## What is required
Going through the data below, tally every line where the string "NoFileSelected" occurs, then give only the tally.

## Records provided
-*-

use crate::core::error::{ClientError, ClientResult};
use crate::core::report::DescriptiveReport;
use crate::core::types::{ColumnTitles, DatasetHandle, PreviewRow, SelectedColumns, ViewMode};
use chrono::{DateTime, Local};
use std::sync::{Arc, Mutex, MutexGuard, PoisonError};
use strum::Display;

/// Severity of a user-facing status message
#[derive(Debug, Clone, Copy, PartialEq, Eq, Display)]
pub enum StatusLevel {
    Info,
    Warn,
    Error,
}

/// Most recent outcome reported to the user
#[derive(Debug, Clone, PartialEq)]
pub struct StatusLine {
    pub level: StatusLevel,
    pub message: String,
    pub at: DateTime<Local>,
}

impl StatusLine {
    pub fn new(level: StatusLevel, message: impl Into<String>) -> Self {
        Self {
            level,
            message: message.into(),
            at: Local::now(),
        }
    }
}

/// Single source of truth for one analysis session.
///
/// Owns the dataset identity, previews, column metadata, the user's selection,
/// the active form and every result fetched from the service. Controllers
/// mutate it only after a response has been fully parsed, so a failed request
/// always leaves the last good values in place.
#[derive(Debug, Clone, Default)]
pub struct WorkflowState {
    dataset: Option<DatasetHandle>,
    /// Head rows returned by the last upload
    fetched_preview: Vec<PreviewRow>,
    /// Rows currently shown in the preview table
    preview: Vec<PreviewRow>,
    column_titles: ColumnTitles,
    selected: SelectedColumns,
    view_mode: ViewMode,
    report: Option<DescriptiveReport>,
    mse: Option<f64>,
    tail_rows: Vec<PreviewRow>,
    status: Option<StatusLine>,
    last_error: Option<ClientError>,
}

impl WorkflowState {
    pub fn new() -> Self {
        Self::default()
    }

    pub fn dataset(&self) -> Option<&DatasetHandle> {
        self.dataset.as_ref()
    }

    pub fn fetched_preview(&self) -> &[PreviewRow] {
        &self.fetched_preview
    }

    pub fn preview(&self) -> &[PreviewRow] {
        &self.preview
    }

    pub fn column_titles(&self) -> &ColumnTitles {
        &self.column_titles
    }

    pub fn selected(&self) -> &SelectedColumns {
        &self.selected
    }

    pub fn view_mode(&self) -> ViewMode {
        self.view_mode
    }

    pub fn report(&self) -> Option<&DescriptiveReport> {
        self.report.as_ref()
    }

    pub fn mse(&self) -> Option<f64> {
        self.mse
    }

    pub fn tail_rows(&self) -> &[PreviewRow] {
        &self.tail_rows
    }

    pub fn status(&self) -> Option<&StatusLine> {
        self.status.as_ref()
    }

    pub fn last_error(&self) -> Option<&ClientError> {
        self.last_error.as_ref()
    }

    /// The column picker is shown once titles exist and the regression form has not been opened
    pub fn column_picker_visible(&self) -> bool {
        !self.column_titles.is_empty() && self.view_mode == ViewMode::ColumnPicker
    }

    /// Replace the dataset with a freshly uploaded one.
    ///
    /// Titles are recomputed from the first row, the visible preview is cleared
    /// until the user asks for it, and the selection keeps only names that still exist.
    pub fn commit_upload(&mut self, dataset: DatasetHandle, head: Vec<PreviewRow>) {
        self.column_titles = ColumnTitles::from_preview(&head);
        self.selected.retain_titles(&self.column_titles);
        self.fetched_preview = head;
        self.preview.clear();
        self.dataset = Some(dataset);
    }

    /// Copy the uploaded head rows into the visible table. No-op without a preview.
    pub fn show_preview(&mut self) -> bool {
        if self.fetched_preview.is_empty() {
            return false;
        }
        self.preview = self.fetched_preview.clone();
        true
    }

    /// Check or uncheck a column in the picker.
    ///
    /// Names that are not current titles are ignored. Returns whether the selection changed.
    pub fn set_column_checked(&mut self, column: &str, checked: bool) -> bool {
        if !self.column_titles.contains(column) {
            return false;
        }
        if checked {
            self.selected.select(column)
        } else {
            self.selected.deselect(column)
        }
    }

    pub fn toggle_column(&mut self, column: &str) -> bool {
        let checked = !self.selected.contains(column);
        self.set_column_checked(column, checked)
    }

    /// Move from the column picker to the regression form. There is no way back.
    pub fn request_regression_form(&mut self) -> ClientResult<()> {
        if self.view_mode == ViewMode::RegressionForm {
            return Ok(());
        }
        if !self.selected.is_sufficient() {
            return Err(ClientError::InsufficientSelection {
                required: SelectedColumns::MIN_FOR_ANALYSIS,
                selected: self.selected.len(),
            });
        }
        self.view_mode = ViewMode::RegressionForm;
        Ok(())
    }

    pub fn store_report(&mut self, report: DescriptiveReport) {
        self.report = Some(report);
    }

    pub fn store_mse(&mut self, mse: f64) {
        self.mse = Some(mse);
    }

    pub fn store_tail(&mut self, rows: Vec<PreviewRow>) {
        self.tail_rows = rows;
    }

    pub fn report_info(&mut self, message: impl Into<String>) {
        self.status = Some(StatusLine::new(StatusLevel::Info, message));
    }

    pub fn report_warning(&mut self, message: impl Into<String>) {
        self.status = Some(StatusLine::new(StatusLevel::Warn, message));
    }

    /// Record a failure for display; does not touch any fetched data
    pub fn report_error(&mut self, error: &ClientError) {
        self.status = Some(StatusLine::new(StatusLevel::Error, error.to_string()));
        self.last_error = Some(error.clone());
    }
}

/// Session state shared between the UI loop and in-flight requests.
///
/// Handlers only lock it between awaits, so no request ever observes a
/// half-applied update.
pub type SharedState = Arc<Mutex<WorkflowState>>;

pub fn shared_state(state: WorkflowState) -> SharedState {
    Arc::new(Mutex::new(state))
}

/// Lock the session state, recovering the data if a previous holder panicked
pub fn lock_state(state: &SharedState) -> MutexGuard<'_, WorkflowState> {
    state.lock().unwrap_or_else(PoisonError::into_inner)
}

#[cfg(test)]
mod tests {
    use super::*;
    use crate::core::types::CellValue;

    fn rows(cols: &[&str]) -> Vec<PreviewRow> {
        vec![PreviewRow::new(
            cols.iter()
                .map(|c| (c.to_string(), CellValue::Number(1.into())))
                .collect(),
        )]
    }

    #[test]
    fn test_upload_recomputes_titles_and_hides_preview() {
        let mut state = WorkflowState::new();
        state.commit_upload(DatasetHandle::new("a.csv"), rows(&["x", "y"]));
        assert_eq!(state.column_titles().as_slice(), ["x", "y"]);
        assert!(state.preview().is_empty());
        assert!(state.show_preview());
        assert_eq!(state.preview().len(), 1);
    }

    #[test]
    fn test_empty_upload_clears_titles() {
        let mut state = WorkflowState::new();
        state.commit_upload(DatasetHandle::new("a.csv"), rows(&["x"]));
        state.commit_upload(DatasetHandle::new("b.csv"), Vec::new());
        assert!(state.column_titles().is_empty());
        assert!(!state.column_picker_visible());
        assert!(!state.show_preview());
    }

    #[test]
    fn test_new_upload_prunes_selection() {
        let mut state = WorkflowState::new();
        state.commit_upload(DatasetHandle::new("a.csv"), rows(&["x", "y", "z"]));
        state.toggle_column("z");
        state.toggle_column("x");
        state.commit_upload(DatasetHandle::new("b.csv"), rows(&["x", "w"]));
        assert_eq!(state.selected().as_slice(), ["x"]);
    }

    #[test]
    fn test_toggle_ignores_unknown_columns() {
        let mut state = WorkflowState::new();
        state.commit_upload(DatasetHandle::new("a.csv"), rows(&["x"]));
        assert!(!state.toggle_column("nope"));
        assert!(state.toggle_column("x"));
        assert!(state.toggle_column("x"));
        assert!(state.selected().is_empty());
    }

    #[test]
    fn test_regression_form_is_one_way() {
        let mut state = WorkflowState::new();
        state.commit_upload(DatasetHandle::new("a.csv"), rows(&["x", "y"]));
        state.toggle_column("x");
        assert!(matches!(
            state.request_regression_form(),
            Err(ClientError::InsufficientSelection { required: 2, selected: 1 })
        ));
        assert_eq!(state.view_mode(), ViewMode::ColumnPicker);

        state.toggle_column("y");
        state.request_regression_form().unwrap();
        assert_eq!(state.view_mode(), ViewMode::RegressionForm);
        assert!(!state.column_picker_visible());

        state.commit_upload(DatasetHandle::new("b.csv"), rows(&["x", "y"]));
        assert_eq!(state.view_mode(), ViewMode::RegressionForm);
    }

    #[test]
    fn test_report_error_keeps_data() {
        let mut state = WorkflowState::new();
        state.store_mse(1.25);
        state.report_error(&ClientError::NoFileSelected);
        assert_eq!(state.mse(), Some(1.25));
        assert_eq!(state.last_error(), Some(&ClientError::NoFileSelected));
        assert_eq!(state.status().map(|s| s.level), Some(StatusLevel::Error));
    }
}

-*-

## Exercise output
2